Over the last several months I’ve been having frequent conversations with friends living on personal fault lines. Many people live on fault lines that are not too deep, and the pressures are handled easily. They rationalize or compensate for the minimal friction created. Some, however, are like the apostle Paul whose life prior to conversion was marked by enormous tension building up between two subterranean plates: grace and proving himself worthy of God’s acceptance. Few people have such a marked fault line as Paul’s running through their lives. Yes, we know the discomfort of having a crack on the surface, a ripped seam, an inconsistency or a nagging doubt—but not two tectonic plates moving almost imperceptibly beneath the surface against each other heading inexorably toward a quake.
Earthquakes like Nepal (and Paul) literally tear through the surface in two directions at the same time— horizontally and vertically— so everything is lifted up and simultaneously moved side to side. Rigid structures are twisted at once in two directions, and if not specially constructed they cannot withstand the dual forces. In the same way, people experiencing personal quakes are jolted horizontally and vertically. They are estranged from friends and disrupted in their notions about God.
None of these conversations are about moral issues. They are issues of vocation and belief. They are conflicts that pit one set of long-held assumptions against another and create tension in established relationships. These are foundational beliefs about work, understanding of God, the church, and change. They are opposing forces that, at some point, will either be resolved or there will be a snap that will shatter their worlds.
I sometimes have thought it was an earthquake of grace that knocked Saul off his horse that day. Those two opposing plates of acceptance and earning the favor of God had finally pushed against each other for the last time and his whole world exploded. Everything he believed was overturned and grace overwhelmed him. If there is such a thing as a good earthquake in life, then this was one of them—as it is with those now facing the same tensions.

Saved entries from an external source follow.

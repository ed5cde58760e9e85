//! LLM integration crate for Loan QA.
//!
//! This crate provides a provider-agnostic abstraction for chat-completion
//! services. Providers implement [`LlmClient`]; [`create_client`] picks one
//! from configuration.
//!
//! # Providers
//! - **OpenAI-compatible**: any endpoint serving `POST /chat/completions`
//!
//! # Example
//! ```no_run
//! use loanqa_llm::{create_client, ClientSettings, LlmRequest};
//!
//! # async fn example() -> Result<(), Box<dyn std::error::Error>> {
//! let settings = ClientSettings::new().with_api_key("sk-...");
//! let client = create_client("openai", &settings)?;
//! let request = LlmRequest::new("What is a loan term?", "gpt-4.1-mini")
//!     .with_max_tokens(500)
//!     .with_temperature(0.3);
//! let response = client.complete(&request).await?;
//! println!("{}", response.content);
//! # Ok(())
//! # }
//! ```

pub mod client;
pub mod factory;
pub mod providers;
pub mod types;

// Re-export main types
pub use client::{LlmClient, LlmRequest, LlmResponse, LlmUsage};
pub use factory::create_client;
pub use providers::OpenAiClient;
pub use types::{ClientSettings, ProviderType};
//! LLM-backed responder.

use super::Responder;
use crate::types::{Answer, AnswerKind, Document};
use loanqa_core::{AppError, AppResult};
use loanqa_llm::{LlmClient, LlmRequest};
use loanqa_prompt::{build_prompt, default_rag_prompt, PromptDefinition};
use std::collections::HashMap;
use std::sync::Arc;

pub const DEFAULT_MAX_TOKENS: u32 = 500;
pub const DEFAULT_TEMPERATURE: f32 = 0.3;

/// Sends the retrieved documents and the query to a chat-completion service.
pub struct LlmResponder {
    client: Arc<dyn LlmClient>,
    prompt: PromptDefinition,
    model: String,
    max_tokens: u32,
    temperature: f32,
}

impl LlmResponder {
    /// Create a responder with the built-in prompt and default sampling.
    pub fn new(client: Arc<dyn LlmClient>, model: impl Into<String>) -> Self {
        Self {
            client,
            prompt: default_rag_prompt(),
            model: model.into(),
            max_tokens: DEFAULT_MAX_TOKENS,
            temperature: DEFAULT_TEMPERATURE,
        }
    }

    pub fn with_prompt(mut self, prompt: PromptDefinition) -> Self {
        self.prompt = prompt;
        self
    }

    pub fn with_max_tokens(mut self, max_tokens: u32) -> Self {
        self.max_tokens = max_tokens;
        self
    }

    pub fn with_temperature(mut self, temperature: f32) -> Self {
        self.temperature = temperature;
        self
    }

    /// Render the completion request for a query.
    pub fn build_request(&self, query: &str, documents: &[&Document]) -> AppResult<LlmRequest> {
        let context = documents
            .iter()
            .map(|d| d.text.as_str())
            .collect::<Vec<_>>()
            .join("\n\n");

        let mut vars = HashMap::new();
        vars.insert("context".to_string(), context);
        vars.insert("query".to_string(), query.to_string());

        let built = build_prompt(&self.prompt, vars)?;

        let mut request = LlmRequest::new(built.user, self.model.clone())
            .with_max_tokens(self.max_tokens)
            .with_temperature(self.temperature);
        if let Some(system) = built.system {
            request = request.with_system(system);
        }

        Ok(request)
    }
}

#[async_trait::async_trait]
impl Responder for LlmResponder {
    fn name(&self) -> &str {
        "llm"
    }

    async fn respond(&self, query: &str, documents: &[&Document]) -> AppResult<Answer> {
        let request = self.build_request(query, documents)?;

        tracing::debug!(
            "Requesting completion from {} (model: {}, {} documents)",
            self.client.provider_name(),
            self.model,
            documents.len()
        );

        let response = self.client.complete(&request).await.map_err(|e| {
            tracing::warn!("Completion call failed: {}", e);
            AppError::Generation(e.to_string())
        })?;

        tracing::info!(
            "Completion received ({} tokens)",
            response.usage.total_tokens
        );

        Ok(Answer::new(response.content, AnswerKind::Generated))
    }
}
//! Ask command handler.
//!
//! Answers one question through the same pipeline the server uses.

use clap::Args;
use loanqa_core::{config::AppConfig, AppError, AppResult};
use loanqa_knowledge::{AskResult, RagSystem};

/// Answer a single question
#[derive(Args, Debug)]
pub struct AskCommand {
    /// The question to ask
    pub question: String,

    /// Print the full result (retrieved documents, scores, answer) as JSON
    #[arg(long)]
    pub json: bool,
}

impl AskCommand {
    /// Execute the ask command.
    pub async fn execute(&self, config: &AppConfig) -> AppResult<()> {
        tracing::info!("Executing ask command");

        let rag = RagSystem::from_config(config)?;

        match rag.ask(&self.question).await {
            Ok(result) => {
                println!("{}", self.render(&result)?);
                Ok(())
            }
            Err(AppError::Generation(detail)) => {
                println!("Error generating response: {}", detail);
                Err(AppError::Generation(detail))
            }
            Err(e) => Err(e),
        }
    }

    fn render(&self, result: &AskResult) -> AppResult<String> {
        if self.json {
            Ok(serde_json::to_string_pretty(result)?)
        } else {
            Ok(result.answer.text.clone())
        }
    }
}
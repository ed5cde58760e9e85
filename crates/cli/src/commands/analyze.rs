//! Analyze command handler.

use clap::Args;
use loanqa_core::{config::AppConfig, AppResult};
use loanqa_knowledge::{load_dataset, profile_dataset};
use std::path::PathBuf;

/// Profile the training dataset
#[derive(Args, Debug)]
pub struct AnalyzeCommand {
    /// Dataset to profile (default: the configured training data)
    pub path: Option<PathBuf>,

    /// Output as JSON
    #[arg(long)]
    pub json: bool,
}

impl AnalyzeCommand {
    /// Execute the analyze command.
    pub fn execute(&self, config: &AppConfig) -> AppResult<()> {
        let path = match &self.path {
            Some(path) => config.resolve(path),
            None => config.training_data(),
        };

        tracing::info!("Profiling dataset {:?}", path);

        let dataset = load_dataset(&path)?;
        let profile = profile_dataset(&dataset);

        if self.json {
            println!("{}", serde_json::to_string_pretty(&profile)?);
        } else {
            println!("--- Data analysis for {} ---", path.display());
            print!("{}", profile);
        }

        Ok(())
    }
}

#[cfg(test)]
mod tests {
    use super::*;
    use tempfile::TempDir;

    #[test]
    fn test_analyze_configured_dataset() {
        let temp = TempDir::new().unwrap();
        std::fs::write(
            temp.path().join("TrainingDataset.csv"),
            "Loan_ID,LoanAmount\nLP001002,100\n",
        )
        .unwrap();

        let config = AppConfig {
            workspace: temp.path().to_path_buf(),
            ..AppConfig::default()
        };
        let cmd = AnalyzeCommand {
            path: None,
            json: true,
        };

        assert!(cmd.execute(&config).is_ok());
    }

    #[test]
    fn test_analyze_missing_file() {
        let temp = TempDir::new().unwrap();
        let config = AppConfig {
            workspace: temp.path().to_path_buf(),
            ..AppConfig::default()
        };
        let cmd = AnalyzeCommand {
            path: Some(PathBuf::from("absent.csv")),
            json: false,
        };

        assert!(cmd.execute(&config).is_err());
    }
}
//! Pipeline tests: files on disk through `RagSystem::ask`.

use crate::rag::RagSystem;
use crate::types::{AnswerKind, DocumentSource};
use loanqa_core::{AppConfig, AppError};
use serde_json::json;
use std::fs;
use std::path::Path;
use tempfile::TempDir;
use wiremock::matchers::{method, path};
use wiremock::{Mock, MockServer, ResponseTemplate};

const DOCUMENTATION: &str = "# Loan data documentation\n\n\
Credit_History: 1 means the credit history meets guidelines.\n\
LoanAmount: loan amount in thousands.\n";

const TRAINING_DATA: &str = "Loan_ID,Gender,Married,Self_Employed,LoanAmount,Loan_Status\n\
LP001002,Male,No,No,,Y\n\
LP001003,Male,Yes,No,128,N\n\
LP001005,Male,Yes,Yes,66,Y\n\
LP001006,Male,Yes,No,120,Y\n\
LP001008,Male,No,No,141,Y\n";

fn workspace() -> TempDir {
    let temp = TempDir::new().unwrap();
    fs::write(temp.path().join("loan_data_documentation.md"), DOCUMENTATION).unwrap();
    fs::write(temp.path().join("TrainingDataset.csv"), TRAINING_DATA).unwrap();
    temp
}

fn config(workspace: &Path) -> AppConfig {
    AppConfig {
        workspace: workspace.to_path_buf(),
        ..AppConfig::default()
    }
}

#[test]
fn test_corpus_shape() {
    let temp = workspace();
    let rag = RagSystem::from_config(&config(temp.path())).unwrap();

    let corpus = rag.corpus();
    assert_eq!(corpus.len(), 6);
    assert_eq!(corpus.get(0).unwrap().text, DOCUMENTATION);
    assert_eq!(corpus.get(0).unwrap().source, DocumentSource::Documentation);
    assert!(corpus
        .get(5)
        .unwrap()
        .text
        .starts_with("Loan Application ID: LP001008\n"));
}

#[tokio::test]
async fn test_rules_pipeline_answers_sample_questions() {
    let temp = workspace();
    let rag = RagSystem::from_config(&config(temp.path())).unwrap();

    let status = rag.ask("What is the loan status for LP001003?").await.unwrap();
    assert_eq!(
        status.answer.text,
        "The loan status for LP001003 is Not Approved (N)."
    );

    let self_employed = rag
        .ask("How many applicants are self-employed?")
        .await
        .unwrap();
    assert_eq!(
        self_employed.answer.text,
        "Based on the training dataset, there are 1 self-employed applicants out of 5 total applications."
    );

    let average = rag.ask("What is the average loan amount?").await.unwrap();
    assert_eq!(
        average.answer.text,
        "The average loan amount in the dataset is approximately 113.75 thousand units (based on 4 valid entries)."
    );
}

#[tokio::test]
async fn test_ask_reports_ranked_documents() {
    let temp = workspace();
    let rag = RagSystem::from_config(&config(temp.path())).unwrap();

    let result = rag.ask("Loan_Status of LP001006").await.unwrap();

    assert_eq!(result.query, "Loan_Status of LP001006");
    assert_eq!(result.retrieved_documents.len(), 3);
    assert_eq!(result.scores.len(), 3);
    assert!(result.retrieved_documents[0].contains("LP001006"));
    for pair in result.scores.windows(2) {
        assert!(pair[0] >= pair[1]);
    }
    assert_eq!(result.answer.kind, AnswerKind::Fallback);
}

#[tokio::test]
async fn test_tfidf_pipeline() {
    let temp = workspace();
    let mut cfg = config(temp.path());
    cfg.retriever = "tfidf".to_string();
    cfg.top_k = 2;

    let rag = RagSystem::from_config(&cfg).unwrap();
    assert_eq!(rag.retriever_name(), "tfidf");

    let result = rag.ask("Which applicant is LP001005?").await.unwrap();
    assert_eq!(result.retrieved_documents.len(), 2);
    assert!(result.retrieved_documents[0].starts_with("Loan Application ID: LP001005"));
    assert!(result.scores.iter().all(|s| (0.0..=1.0).contains(s)));
}

#[tokio::test]
async fn test_custom_rules_file() {
    let temp = workspace();
    fs::write(
        temp.path().join("rules.yaml"),
        "rules:\n  - matchAll: [interest]\n    response:\n      text: Interest rates are not recorded.\n",
    )
    .unwrap();

    let mut cfg = config(temp.path());
    cfg.rules_file = Some("rules.yaml".into());
    let rag = RagSystem::from_config(&cfg).unwrap();

    let result = rag.ask("What interest applies?").await.unwrap();
    assert_eq!(result.answer.text, "Interest rates are not recorded.");

    // The built-in rules are replaced, not extended
    let result = rag.ask("What is the loan status for LP001003?").await.unwrap();
    assert_eq!(result.answer.kind, AnswerKind::Fallback);
}

#[test]
fn test_missing_training_data_is_io_error() {
    let temp = workspace();
    let mut cfg = config(temp.path());
    cfg.training_data_path = "nope.csv".into();

    match RagSystem::from_config(&cfg) {
        Err(AppError::Io(e)) => assert!(e.to_string().contains("nope.csv")),
        Err(other) => panic!("Expected Io error, got {:?}", other),
        Ok(_) => panic!("Expected Io error"),
    }
}

#[test]
fn test_llm_responder_requires_api_key() {
    let temp = workspace();
    let mut cfg = config(temp.path());
    cfg.responder = "llm".to_string();

    assert!(matches!(
        RagSystem::from_config(&cfg),
        Err(AppError::Config(_))
    ));
}

#[tokio::test]
async fn test_llm_pipeline_against_completion_api() {
    let server = MockServer::start().await;
    Mock::given(method("POST"))
        .and(path("/chat/completions"))
        .respond_with(ResponseTemplate::new(200).set_body_json(json!({
            "model": "gpt-4.1-mini",
            "choices": [{
                "message": {"role": "assistant", "content": "LP001003 was not approved."},
                "finish_reason": "stop"
            }],
            "usage": {"prompt_tokens": 120, "completion_tokens": 8}
        })))
        .expect(1)
        .mount(&server)
        .await;

    let temp = workspace();
    let mut cfg = config(temp.path());
    cfg.responder = "llm".to_string();
    cfg.api_key = Some("test-key".to_string());
    cfg.api_base = Some(server.uri());

    let rag = RagSystem::from_config(&cfg).unwrap();
    let result = rag.ask("What is the loan status for LP001003?").await.unwrap();

    assert_eq!(result.answer.text, "LP001003 was not approved.");
    assert_eq!(result.answer.kind, AnswerKind::Generated);
}

#[tokio::test]
async fn test_llm_failure_is_generation_error() {
    let server = MockServer::start().await;
    Mock::given(method("POST"))
        .and(path("/chat/completions"))
        .respond_with(ResponseTemplate::new(500).set_body_string("upstream down"))
        .mount(&server)
        .await;

    let temp = workspace();
    let mut cfg = config(temp.path());
    cfg.responder = "llm".to_string();
    cfg.api_key = Some("test-key".to_string());
    cfg.api_base = Some(server.uri());

    let rag = RagSystem::from_config(&cfg).unwrap();
    let err = rag.ask("anything").await.unwrap_err();

    assert!(err.is_generation());
    assert!(err.to_string().contains("upstream down"));
}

There will be a moment of the earth moving beneath them, but they and their houses will stand.
David Brooks, in his book The Road To Character, quotes the theologian Paul Tillich:
“Grace strikes us when we are in great pain and restlessness. It strikes us when we walk through the dark valley of a meaningless and empty life. It strikes us when we feel that our separation is deeper than usual, because we have violated another life, a life which we loved, or from which we were estranged. It strikes us when our disgust for our own being, our indifference, our weakness, our hostility, and our lack of direction and composure have become intolerable to us. It strikes us when, year after year, the longed-for perfection of life does not appear, when the old compulsions reign within us as they have for decades, when despair destroys all joy and courage. Sometimes at that moment a wave of light breaks into our darkness, and it is as though a voice were saying: ‘You are accepted. You are accepted, accepted by that which is greater than you, and the name of which you do not know. Do not ask for the name now; perhaps you will find it later. Do not try to do anything now; perhaps later you will do much. Do not seek for anything; do not perform anything; do not intend anything. Simply accept the fact that you are accepted!’ If that happens to us, we experience grace After such an experience we may not be better than before, and we may not believe more than before. But everything is transformed. In that moment, grace conquers sin, and reconciliation bridges the gulf of estrangement.”
Grace “strikes” us is exactly right, isn’t it? It’s not passive but disruptive and often unpleasant. It upends our worlds we have so carefully constructed. But, it transforms us forever. It ultimately reconciles forces and relationships in ways we never could have imagined.